There's a particular kind of quiet desperation that sometimes settles over lives lived in gilded cages, a theme Woody Allen explored with a unique, fantastical twist in his 1990 film, Alice. It wasn't the typical Allen neurotic comedy or stark relationship drama that often graced the shelves of my local video rental spot back then. Seeing Mia Farrow's face on the VHS cover promised something familiar, yet the synopsis hinted at... magic? In Manhattan? It felt like an intriguing departure, a story whispering that sometimes the most extraordinary journeys begin with the most ordinary aches.

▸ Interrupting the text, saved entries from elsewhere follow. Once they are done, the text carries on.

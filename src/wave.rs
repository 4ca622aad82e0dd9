//! RIFF/WAVE header for PCM audio

use crate::config::AUDIO_SAMPLE_RATE;

pub const WAVE_HEADER_LEN: usize = 44;

#[derive(Debug, Clone, Copy, PartialEq, Eq)]
#[cfg_attr(feature = "defmt-log", derive(defmt::Format))]
pub struct WaveFormat {
    pub sample_rate: u32,
    pub channels: u16,
    pub bits_per_sample: u16,
}

impl Default for WaveFormat {
    /// 8-bit mono at the microphone rate
    fn default() -> Self {
        Self {
            sample_rate: AUDIO_SAMPLE_RATE,
            channels: 1,
            bits_per_sample: 8,
        }
    }
}

impl WaveFormat {
    pub fn block_align(&self) -> u16 {
        self.channels * self.bits_per_sample.div_ceil(8)
    }

    pub fn byte_rate(&self) -> u32 {
        self.sample_rate * self.block_align() as u32
    }
}

#[derive(Debug, Clone, Copy, PartialEq, Eq)]
pub struct WaveHeader {
    pub format: WaveFormat,
    /// Payload bytes after the header
    pub data_len: u32,
}

impl WaveHeader {
    pub fn new(format: WaveFormat, data_len: u32) -> Self {
        Self { format, data_len }
    }

    pub fn encode(&self) -> [u8; WAVE_HEADER_LEN] {
        let f = &self.format;
        let mut h = [0u8; WAVE_HEADER_LEN];
        h[0..4].copy_from_slice(b"RIFF");
        h[8..12].copy_from_slice(b"WAVE");
        h[12..16].copy_from_slice(b"fmt ");
        h[16..20].copy_from_slice(&16u32.to_le_bytes());
        h[20..22].copy_from_slice(&1u16.to_le_bytes());
        h[22..24].copy_from_slice(&f.channels.to_le_bytes());
        h[24..28].copy_from_slice(&f.sample_rate.to_le_bytes());
        h[28..32].copy_from_slice(&f.byte_rate().to_le_bytes());
        h[32..34].copy_from_slice(&f.block_align().to_le_bytes());
        h[34..36].copy_from_slice(&f.bits_per_sample.to_le_bytes());
        h[36..40].copy_from_slice(b"data");
        patch_sizes(&mut h, self.data_len);
        h
    }
}

/// Rewrite the RIFF and data sizes of a header at the front of `buf`.
pub fn patch_sizes(buf: &mut [u8], data_len: u32) {
    let riff = data_len.saturating_add(WAVE_HEADER_LEN as u32 - 8);
    buf[4..8].copy_from_slice(&riff.to_le_bytes());
    buf[40..44].copy_from_slice(&data_len.to_le_bytes());
}
//! Quick format: fresh boot sector, empty FATs, empty root directory

use super::boot::{Geometry, BOOT_SIG, BOOT_SIG_OFFSET, DIR_ENTRY_SIZE, FS_TYPE_OFFSET, MBR_PART0_LBA};
use crate::block_device::BlockDevice;
use crate::config::BLOCK_SIZE;
use crate::error::{Error, Result};

const MEDIA_FIXED: u8 = 0xF8;
const PART_TYPE_FAT16: u8 = 0x06;

#[derive(Debug, Clone, Copy, PartialEq, Eq)]
pub struct FormatOptions {
    /// Sectors in the volume, hidden sectors excluded
    pub total_sectors: u32,
    pub sectors_per_cluster: u8,
    pub fat_count: u8,
    pub root_entries: u16,
    pub reserved_sectors: u16,
    /// Sectors before the volume; non-zero writes an MBR at sector 0
    pub hidden_sectors: u32,
}

impl Default for FormatOptions {
    fn default() -> Self {
        Self {
            total_sectors: 0,
            sectors_per_cluster: 4,
            fat_count: 2,
            root_entries: 512,
            reserved_sectors: 1,
            hidden_sectors: 0,
        }
    }
}

impl FormatOptions {
    fn sectors_per_fat(&self) -> u32 {
        let sector = BLOCK_SIZE as u32;
        let root = (self.root_entries as u32 * DIR_ENTRY_SIZE).div_ceil(sector);
        let data = self
            .total_sectors
            .saturating_sub(self.reserved_sectors as u32 + root);
        let clusters = data / self.sectors_per_cluster as u32;
        ((clusters + 2) * 2).div_ceil(sector)
    }
}

/// Lay down an empty FAT16 volume and return its geometry.
pub fn format<D: BlockDevice>(dev: &mut D, opts: &FormatOptions) -> Result<Geometry> {
    let spf = opts.sectors_per_fat();
    if opts.sectors_per_cluster == 0
        || opts.fat_count == 0
        || opts.reserved_sectors == 0
        || spf > u16::MAX as u32
    {
        return Err(Error::UnsupportedFilesystem);
    }
    let sector = BLOCK_SIZE as u32;
    let boot_offset = opts.hidden_sectors * sector;

    let mut block = [0u8; BLOCK_SIZE];
    if opts.hidden_sectors > 0 {
        // Zeroed boot code marks sector 0 as an MBR
        block[MBR_PART0_LBA - 4] = PART_TYPE_FAT16;
        block[MBR_PART0_LBA..MBR_PART0_LBA + 4].copy_from_slice(&opts.hidden_sectors.to_le_bytes());
        block[MBR_PART0_LBA + 4..MBR_PART0_LBA + 8].copy_from_slice(&opts.total_sectors.to_le_bytes());
        block[BOOT_SIG_OFFSET..].copy_from_slice(&BOOT_SIG);
        dev.write_block(0, &block)?;
        block.fill(0);
    }

    block[..3].copy_from_slice(&[0xEB, 0x3C, 0x90]);
    block[3..11].copy_from_slice(b"MSDOS5.0");
    block[0x0B..0x0D].copy_from_slice(&(BLOCK_SIZE as u16).to_le_bytes());
    block[0x0D] = opts.sectors_per_cluster;
    block[0x0E..0x10].copy_from_slice(&opts.reserved_sectors.to_le_bytes());
    block[0x10] = opts.fat_count;
    block[0x11..0x13].copy_from_slice(&opts.root_entries.to_le_bytes());
    if opts.total_sectors <= u16::MAX as u32 {
        block[0x13..0x15].copy_from_slice(&(opts.total_sectors as u16).to_le_bytes());
    } else {
        block[0x20..0x24].copy_from_slice(&opts.total_sectors.to_le_bytes());
    }
    block[0x15] = MEDIA_FIXED;
    block[0x16..0x18].copy_from_slice(&(spf as u16).to_le_bytes());
    block[0x1C..0x20].copy_from_slice(&opts.hidden_sectors.to_le_bytes());
    block[0x24] = 0x80;
    block[0x26] = 0x29;
    block[0x2B..0x36].copy_from_slice(b"NO NAME    ");
    block[FS_TYPE_OFFSET..FS_TYPE_OFFSET + 8].copy_from_slice(b"FAT16   ");
    block[BOOT_SIG_OFFSET..].copy_from_slice(&BOOT_SIG);
    dev.write_block(boot_offset, &block)?;
    let geometry = Geometry::parse(&block, boot_offset)?;

    let zero = [0u8; BLOCK_SIZE];
    for copy in 0..geometry.fat_count as u32 {
        let base = geometry.fat_offset + copy * geometry.fat_size;
        let mut head = zero;
        head[..4].copy_from_slice(&[MEDIA_FIXED, 0xFF, 0xFF, 0xFF]);
        dev.write_block(base, &head)?;
        for s in 1..spf {
            dev.write_block(base + s * sector, &zero)?;
        }
    }
    let mut rel = 0;
    while rel < geometry.dir_size {
        dev.write_block(geometry.dir_offset + rel, &zero)?;
        rel += sector;
    }
    info!(
        "formatted FAT16: {} sectors, {} clusters",
        opts.total_sectors, geometry.cluster_count
    );
    Ok(geometry)
}
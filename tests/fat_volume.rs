mod common;

use std::collections::HashSet;

use common::{dir_entries, fat_cell, image, mount, small_options};
use fat16_logger::config::BLOCK_SIZE;
use fat16_logger::fat::{FileKind, FormatOptions, FAT_FREE, FAT_TERMINAL};
use fat16_logger::time::Timestamp;
use fat16_logger::{Error, RamDisk, Volume};

#[test]
fn first_allocation_is_cluster_two() {
    let mut img = image(&small_options());
    let mut vol = mount(&mut img);
    assert_eq!(vol.geometry().cluster_count, 49);
    assert_eq!(vol.find_cluster(), Ok(2));
    assert_eq!(vol.find_cluster(), Ok(3));
    drop(vol);
    assert_eq!(fat_cell(&img, 2), FAT_TERMINAL);
    assert_eq!(fat_cell(&img, 3), FAT_TERMINAL);
    assert_eq!(fat_cell(&img, 4), FAT_FREE);
}

#[test]
fn allocation_never_repeats_and_ends_in_disk_full() {
    let mut img = image(&small_options());
    let mut vol = mount(&mut img);
    let mut seen = HashSet::new();
    loop {
        match vol.find_cluster() {
            Ok(c) => assert!(seen.insert(c), "cluster {} handed out twice", c),
            Err(e) => {
                assert_eq!(e, Error::DiskFull);
                break;
            }
        }
    }
    assert_eq!(seen.len(), 49);
    assert!(seen.iter().all(|&c| (2..=50).contains(&c)));
    // still full on a second attempt, nothing was touched
    assert_eq!(vol.find_cluster(), Err(Error::DiskFull));
}

#[test]
fn freed_cluster_is_reused() {
    let mut img = image(&small_options());
    let mut vol = mount(&mut img);
    let a = vol.find_cluster().unwrap();
    let b = vol.find_cluster().unwrap();
    vol.update_fat(a, FAT_FREE).unwrap();
    assert_eq!(vol.find_cluster(), Ok(a));
    assert_eq!(vol.find_cluster(), Ok(b + 1));
}

#[test]
fn every_fat_copy_is_updated() {
    let opts = FormatOptions {
        fat_count: 2,
        ..small_options()
    };
    let mut img = image(&opts);
    let mut vol = mount(&mut img);
    let g = *vol.geometry();
    let a = vol.find_cluster().unwrap();
    let b = vol.find_cluster().unwrap();
    vol.update_fat(a, b).unwrap();
    drop(vol);
    let first = &img[g.fat_offset as usize..(g.fat_offset + g.fat_size) as usize];
    let second = &img[(g.fat_offset + g.fat_size) as usize..g.dir_offset as usize];
    assert_eq!(first, second);
    assert_eq!(&first[a as usize * 2..a as usize * 2 + 2], &b.to_le_bytes());
}

#[test]
fn out_of_range_cells_are_rejected() {
    let mut img = image(&small_options());
    let mut vol = mount(&mut img);
    assert_eq!(vol.update_fat(1, 5), Err(Error::InvalidCluster(1)));
    assert_eq!(vol.update_fat(51, 5), Err(Error::InvalidCluster(51)));
    assert_eq!(vol.read_fat(0), Err(Error::InvalidCluster(0)));
}

#[test]
fn chain_walk_and_release() {
    let mut img = image(&small_options());
    let mut vol = mount(&mut img);
    let a = vol.find_cluster().unwrap();
    let b = vol.find_cluster().unwrap();
    let c = vol.find_cluster().unwrap();
    vol.update_fat(a, b).unwrap();
    vol.update_fat(b, c).unwrap();

    let mut chain = [0u16; 8];
    let n = vol.follow_chain(a, &mut chain).unwrap();
    assert_eq!(&chain[..n], &[a, b, c]);

    // output slice bounds the walk
    let mut short = [0u16; 2];
    assert_eq!(vol.follow_chain(a, &mut short), Ok(2));

    assert_eq!(vol.release_chain(a), Ok(3));
    for cl in [a, b, c] {
        assert_eq!(vol.read_fat(cl), Ok(FAT_FREE));
    }
}

#[test]
fn closed_ring_walk_stops_at_start() {
    let mut img = image(&small_options());
    let mut vol = mount(&mut img);
    let ring: Vec<u16> = (0..4).map(|_| vol.find_cluster().unwrap()).collect();
    for i in 0..ring.len() {
        vol.update_fat(ring[i], ring[(i + 1) % ring.len()]).unwrap();
    }
    let mut chain = [0u16; 16];
    let n = vol.follow_chain(ring[0], &mut chain).unwrap();
    assert_eq!(&chain[..n], &ring[..]);
    assert_eq!(vol.release_chain(ring[0]), Ok(4));
    assert_eq!(vol.find_cluster(), Ok(ring[0]));
}

#[test]
fn mounts_through_partition_table() {
    let opts = FormatOptions {
        hidden_sectors: 8,
        ..small_options()
    };
    let mut img = image(&opts);
    assert_eq!(img[0], 0x00);
    assert_eq!(&img[0x1FE..0x200], &[0x55, 0xAA]);

    let mut vol = mount(&mut img);
    let g = *vol.geometry();
    assert_eq!(g.boot_offset, 8 * BLOCK_SIZE as u32);
    assert_eq!(g.fat_offset, 9 * BLOCK_SIZE as u32);
    assert_eq!(g.data_offset, 11 * BLOCK_SIZE as u32);
    assert_eq!(vol.find_cluster(), Ok(2));
    vol.update_dir_table(2, 10, 1, FileKind::Audio).unwrap();
    drop(vol);
    let entries = dir_entries(&img, &opts);
    assert_eq!(entries.len(), 1);
    assert_eq!(&entries[0].name, b"DATA001 WAV");
}

#[test]
fn missing_signature_fails_mount() {
    let mut img = vec![0u8; 64 * BLOCK_SIZE];
    let res = Volume::mount(RamDisk::new(&mut img), Timestamp::EPOCH);
    assert_eq!(res.err(), Some(Error::BadBootSignature));
}

#[test]
fn other_filesystems_fail_mount() {
    let mut img = image(&small_options());
    img[0x36..0x3B].copy_from_slice(b"FAT32");
    let res = Volume::mount(RamDisk::new(&mut img), Timestamp::EPOCH);
    assert_eq!(res.err(), Some(Error::UnsupportedFilesystem));
}

#[test]
fn publish_and_find() {
    let opts = small_options();
    let mut img = image(&opts);
    let mut vol = mount(&mut img);
    assert_eq!(vol.get_file_num(), Ok(1));
    vol.update_dir_table(2, 4096, 1, FileKind::Accel).unwrap();
    vol.update_dir_table(4, 1500, 1, FileKind::Gyro).unwrap();
    assert_eq!(vol.get_file_num(), Ok(2));

    let gyro = vol.find_entry(b"GYRO001 CSV").unwrap().expect("entry missing");
    assert_eq!(gyro.start_cluster, 4);
    assert_eq!(gyro.size, 1500);
    assert_eq!(gyro.attr, 0x20);
    assert_eq!(gyro.write_date, Timestamp::EPOCH.fat_date());
    assert_eq!(vol.find_entry(b"CONFIG  INI"), Ok(None));
    drop(vol);

    let names: Vec<[u8; 11]> = dir_entries(&img, &opts).iter().map(|e| e.name).collect();
    assert_eq!(names, vec![*b"ACCL001 CSV", *b"GYRO001 CSV"]);
}

#[test]
fn deleted_slot_is_reused_and_numbers_keep_rising() {
    let opts = small_options();
    let mut img = image(&opts);
    let mut vol = mount(&mut img);
    for n in 1..=3 {
        vol.update_dir_table(2, 0, n, FileKind::Audio).unwrap();
    }
    // delete the first two entries
    let dir = vol.geometry().dir_offset;
    let mut block = [0u8; BLOCK_SIZE];
    vol.read_block(dir, &mut block).unwrap();
    block[0] = 0xE5;
    block[32] = 0xE5;
    vol.write_block(dir, &block).unwrap();

    assert_eq!(vol.get_file_num(), Ok(4));
    vol.update_dir_table(2, 0, 4, FileKind::Audio).unwrap();
    assert_eq!(vol.get_file_num(), Ok(5));
    drop(vol);

    // one reserved sector and one single-sector FAT precede the directory
    let dir = 2 * BLOCK_SIZE;
    assert_eq!(&img[dir..dir + 11], b"DATA004 WAV");
    let names: Vec<[u8; 11]> = dir_entries(&img, &opts).iter().map(|e| e.name).collect();
    assert_eq!(names, vec![*b"DATA004 WAV", *b"DATA003 WAV"]);
}

#[test]
fn numbering_wraps_after_999() {
    let mut img = image(&small_options());
    let mut vol = mount(&mut img);
    vol.update_dir_table(2, 0, 999, FileKind::Accel).unwrap();
    assert_eq!(vol.get_file_num(), Ok(1));
}

#[test]
fn full_directory_is_reported() {
    let mut img = image(&small_options());
    let mut vol = mount(&mut img);
    for n in 1..=16 {
        vol.update_dir_table(2, 0, n, FileKind::Audio).unwrap();
    }
    assert_eq!(
        vol.update_dir_table(2, 0, 17, FileKind::Audio),
        Err(Error::DirectoryFull)
    );
}

#[test]
fn labels_and_long_names_do_not_count() {
    let mut img = image(&small_options());
    let mut vol = mount(&mut img);
    let dir = vol.geometry().dir_offset;
    let mut block = [0u8; BLOCK_SIZE];
    block[..11].copy_from_slice(b"LOGG500    ");
    block[11] = 0x08;
    block[32..43].copy_from_slice(b"ACCL700 CSV");
    block[43] = 0x0F;
    vol.write_block(dir, &block).unwrap();
    assert_eq!(vol.get_file_num(), Ok(1));
    assert_eq!(vol.find_entry(b"ACCL700 CSV"), Ok(None));
    // new entries go after them
    vol.update_dir_table(2, 0, 1, FileKind::Accel).unwrap();
    assert!(vol.find_entry(b"ACCL001 CSV").unwrap().is_some());
}
//! SPI motion sensors: LIS3LV02DL accelerometer, L3G4200D gyroscope

use embedded_hal::spi::{Operation, SpiDevice};

use crate::capture::SensorKind;
use crate::config::{AccelConfig, GyroConfig};
use crate::csv::CsvHeader;
use crate::error::{Error, Result};

const WHO_AM_I: u8 = 0x0F;
const CTRL_REG1: u8 = 0x20;
const CTRL_REG2: u8 = 0x21;
const CTRL_REG3: u8 = 0x22;
const CTRL_REG4: u8 = 0x23;
const CTRL_REG5: u8 = 0x24;
const OUT_X_L: u8 = 0x28;
const FIFO_CTRL_REG: u8 = 0x2E;

const READ: u8 = 0x80;
/// Address auto-increment for burst reads
const MULTI: u8 = 0x40;

/// One axis sensor as the session controller sees it.
pub trait Sensor {
    fn kind(&self) -> SensorKind;
    /// Check identity; a mismatch means the part is absent.
    fn identify(&mut self) -> Result<()>;
    /// Apply range and rate, enable all axes.
    fn configure(&mut self) -> Result<()>;
    fn read_axes(&mut self) -> Result<[i16; 3]>;
    fn power_down(&mut self) -> Result<()>;
    fn header(&self) -> CsvHeader;
}

/// Register access shared by both parts (same SPI framing).
struct Regs<SPI>(SPI);

impl<SPI: SpiDevice> Regs<SPI> {
    fn write(&mut self, reg: u8, value: u8) -> Result<()> {
        self.0.write(&[reg, value]).map_err(|_| Error::Transport)
    }

    fn read(&mut self, reg: u8) -> Result<u8> {
        let mut v = [0u8];
        self.0
            .transaction(&mut [Operation::Write(&[reg | READ]), Operation::Read(&mut v)])
            .map_err(|_| Error::Transport)?;
        Ok(v[0])
    }

    fn read_axes(&mut self) -> Result<[i16; 3]> {
        let mut raw = [0u8; 6];
        self.0
            .transaction(&mut [
                Operation::Write(&[OUT_X_L | READ | MULTI]),
                Operation::Read(&mut raw),
            ])
            .map_err(|_| Error::Transport)?;
        Ok([
            i16::from_le_bytes([raw[0], raw[1]]),
            i16::from_le_bytes([raw[2], raw[3]]),
            i16::from_le_bytes([raw[4], raw[5]]),
        ])
    }

    fn identify(&mut self, expected: u8) -> Result<()> {
        let id = self.read(WHO_AM_I)?;
        if id != expected {
            warn!("WHO_AM_I {} (expected {})", id, expected);
            return Err(Error::DeviceNotReady);
        }
        Ok(())
    }
}

pub struct Lis3lv02dl<SPI> {
    regs: Regs<SPI>,
    config: AccelConfig,
    dt_units: &'static str,
}

impl<SPI: SpiDevice> Lis3lv02dl<SPI> {
    pub const ID: u8 = 0x3A;

    pub fn new(spi: SPI, config: AccelConfig, dt_units: &'static str) -> Self {
        Self {
            regs: Regs(spi),
            config,
            dt_units,
        }
    }

    pub fn release(self) -> SPI {
        self.regs.0
    }
}

impl<SPI: SpiDevice> Sensor for Lis3lv02dl<SPI> {
    fn kind(&self) -> SensorKind {
        SensorKind::Accel
    }

    fn identify(&mut self) -> Result<()> {
        self.regs.identify(Self::ID)
    }

    fn configure(&mut self) -> Result<()> {
        // power on, decimation, XYZ enabled
        self.regs
            .write(CTRL_REG1, (self.config.rate.bits() << 4) | 0xC7)?;
        // full scale, block data update, data-ready on RDY pin
        self.regs
            .write(CTRL_REG2, (self.config.range.bits() << 7) | 0x05)?;
        debug!("accelerometer configured: {:?}", self.config);
        Ok(())
    }

    fn read_axes(&mut self) -> Result<[i16; 3]> {
        self.regs.read_axes()
    }

    fn power_down(&mut self) -> Result<()> {
        self.regs.write(CTRL_REG1, 0)
    }

    fn header(&self) -> CsvHeader {
        CsvHeader {
            range: self.config.range.value(),
            unit: "g",
            dt_units: self.dt_units,
        }
    }
}

pub struct L3g4200d<SPI> {
    regs: Regs<SPI>,
    config: GyroConfig,
    dt_units: &'static str,
}

impl<SPI: SpiDevice> L3g4200d<SPI> {
    pub const ID: u8 = 0xD3;

    pub fn new(spi: SPI, config: GyroConfig, dt_units: &'static str) -> Self {
        Self {
            regs: Regs(spi),
            config,
            dt_units,
        }
    }

    pub fn release(self) -> SPI {
        self.regs.0
    }
}

impl<SPI: SpiDevice> Sensor for L3g4200d<SPI> {
    fn kind(&self) -> SensorKind {
        SensorKind::Gyro
    }

    fn identify(&mut self) -> Result<()> {
        self.regs.identify(Self::ID)
    }

    fn configure(&mut self) -> Result<()> {
        // data rate, max bandwidth, normal mode, XYZ enabled
        self.regs
            .write(CTRL_REG1, (self.config.rate.bits() << 6) | 0x3F)?;
        // data-ready on INT2
        self.regs.write(CTRL_REG3, 0x08)?;
        self.regs.write(CTRL_REG4, self.config.range.bits() << 4)?;
        self.regs.write(CTRL_REG5, 0x00)?;
        self.regs.write(FIFO_CTRL_REG, 0x00)?;
        debug!("gyroscope configured: {:?}", self.config);
        Ok(())
    }

    fn read_axes(&mut self) -> Result<[i16; 3]> {
        self.regs.read_axes()
    }

    fn power_down(&mut self) -> Result<()> {
        self.regs.write(CTRL_REG1, 0)
    }

    fn header(&self) -> CsvHeader {
        CsvHeader {
            range: self.config.range.value(),
            unit: "dps",
            dt_units: self.dt_units,
        }
    }
}
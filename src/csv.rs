//! CSV text for sensor logs

use core::fmt::{self, Write};

/// `fmt::Write` into a fixed byte slice; fails instead of truncating.
pub struct ByteWriter<'a> {
    buf: &'a mut [u8],
    pos: usize,
}

impl<'a> ByteWriter<'a> {
    pub fn new(buf: &'a mut [u8]) -> Self {
        Self { buf, pos: 0 }
    }

    pub fn len(&self) -> usize {
        self.pos
    }

    pub fn is_empty(&self) -> bool {
        self.pos == 0
    }

    pub fn as_bytes(&self) -> &[u8] {
        &self.buf[..self.pos]
    }
}

impl Write for ByteWriter<'_> {
    fn write_str(&mut self, s: &str) -> fmt::Result {
        let end = self.pos + s.len();
        if end > self.buf.len() {
            return Err(fmt::Error);
        }
        self.buf[self.pos..end].copy_from_slice(s.as_bytes());
        self.pos = end;
        Ok(())
    }
}

/// Leading lines of a sensor CSV file.
#[derive(Debug, Clone, Copy, PartialEq, Eq)]
pub struct CsvHeader {
    /// Full-scale value, e.g. 2 for ±2 g
    pub range: u16,
    pub unit: &'static str,
    /// Duration of one `dt` tick, e.g. "1 us"
    pub dt_units: &'static str,
}

impl CsvHeader {
    pub fn write<W: Write>(&self, w: &mut W) -> fmt::Result {
        write!(
            w,
            "range: +/-{} {} (+/-32768)\ndt units: {}\ndt,x,y,z\n",
            self.range, self.unit, self.dt_units
        )
    }
}

/// `dt,x,y,z\n` with signed decimal axes.
pub fn format_record<W: Write>(w: &mut W, dt: u32, axes: &[i16]) -> fmt::Result {
    write!(w, "{}", dt)?;
    for a in axes {
        write!(w, ",{}", a)?;
    }
    w.write_char('\n')
}

#[cfg(test)]
mod tests {
    use super::*;
    use crate::config::CSV_MAX_RECORD;

    #[test]
    fn header() {
        let mut buf = [0u8; 128];
        let mut w = ByteWriter::new(&mut buf);
        CsvHeader {
            range: 250,
            unit: "dps",
            dt_units: "1 us",
        }
        .write(&mut w)
        .unwrap();
        assert_eq!(
            w.as_bytes(),
            b"range: +/-250 dps (+/-32768)\ndt units: 1 us\ndt,x,y,z\n"
        );
    }

    #[test]
    fn records() {
        let mut buf = [0u8; 64];
        let mut w = ByteWriter::new(&mut buf);
        format_record(&mut w, 1250, &[-32768, 0, 17]).unwrap();
        format_record(&mut w, 7, &[5]).unwrap();
        assert_eq!(w.as_bytes(), b"1250,-32768,0,17\n7,5\n");
    }

    #[test]
    fn longest_record_fits() {
        let mut buf = [0u8; CSV_MAX_RECORD];
        let mut w = ByteWriter::new(&mut buf);
        format_record(&mut w, u32::MAX, &[i16::MIN; 3]).unwrap();
        assert_eq!(w.len(), CSV_MAX_RECORD);
    }

    #[test]
    fn overflow_is_an_error() {
        let mut buf = [0u8; 4];
        let mut w = ByteWriter::new(&mut buf);
        assert!(format_record(&mut w, 12345, &[]).is_err());
    }
}
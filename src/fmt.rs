//! Logging shim: forwards to `defmt` or `log` depending on the enabled feature.
//!
//! `defmt-log` takes precedence when both are enabled. Format strings must stay
//! in the subset both backends accept (`{}` and `{:?}`).

#![allow(unused_macros)]

macro_rules! trace {
    ($s:literal $(, $x:expr)* $(,)?) => {
        {
            #[cfg(all(feature = "log", not(feature = "defmt-log")))]
            ::log::trace!($s $(, $x)*);
            #[cfg(feature = "defmt-log")]
            ::defmt::trace!($s $(, $x)*);
            #[cfg(not(any(feature = "log", feature = "defmt-log")))]
            let _ = ($( & $x ),*);
        }
    };
}

macro_rules! debug {
    ($s:literal $(, $x:expr)* $(,)?) => {
        {
            #[cfg(all(feature = "log", not(feature = "defmt-log")))]
            ::log::debug!($s $(, $x)*);
            #[cfg(feature = "defmt-log")]
            ::defmt::debug!($s $(, $x)*);
            #[cfg(not(any(feature = "log", feature = "defmt-log")))]
            let _ = ($( & $x ),*);
        }
    };
}

macro_rules! info {
    ($s:literal $(, $x:expr)* $(,)?) => {
        {
            #[cfg(all(feature = "log", not(feature = "defmt-log")))]
            ::log::info!($s $(, $x)*);
            #[cfg(feature = "defmt-log")]
            ::defmt::info!($s $(, $x)*);
            #[cfg(not(any(feature = "log", feature = "defmt-log")))]
            let _ = ($( & $x ),*);
        }
    };
}

macro_rules! warn {
    ($s:literal $(, $x:expr)* $(,)?) => {
        {
            #[cfg(all(feature = "log", not(feature = "defmt-log")))]
            ::log::warn!($s $(, $x)*);
            #[cfg(feature = "defmt-log")]
            ::defmt::warn!($s $(, $x)*);
            #[cfg(not(any(feature = "log", feature = "defmt-log")))]
            let _ = ($( & $x ),*);
        }
    };
}

macro_rules! error {
    ($s:literal $(, $x:expr)* $(,)?) => {
        {
            #[cfg(all(feature = "log", not(feature = "defmt-log")))]
            ::log::error!($s $(, $x)*);
            #[cfg(feature = "defmt-log")]
            ::defmt::error!($s $(, $x)*);
            #[cfg(not(any(feature = "log", feature = "defmt-log")))]
            let _ = ($( & $x ),*);
        }
    };
}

Beneath the Upper East Side Gloss

We meet Alice Tate (Mia Farrow) living a life many would envy: married to the wealthy, perpetually busy Doug (William Hurt), raising two children, filling her days with shopping, spa treatments, and charity functions. Yet, beneath the perfectly applied makeup and expensive clothes, there's an undeniable emptiness, a vague dissatisfaction she can't quite articulate. It's a portrayal Farrow navigates with remarkable subtlety. Her Alice isn't overtly unhappy at first, more... adrift. She embodies that specific paralysis of privilege, where having everything somehow leaves you feeling you have nothing of real substance. Her back aches, a psychosomatic manifestation, perhaps, of a deeper malaise.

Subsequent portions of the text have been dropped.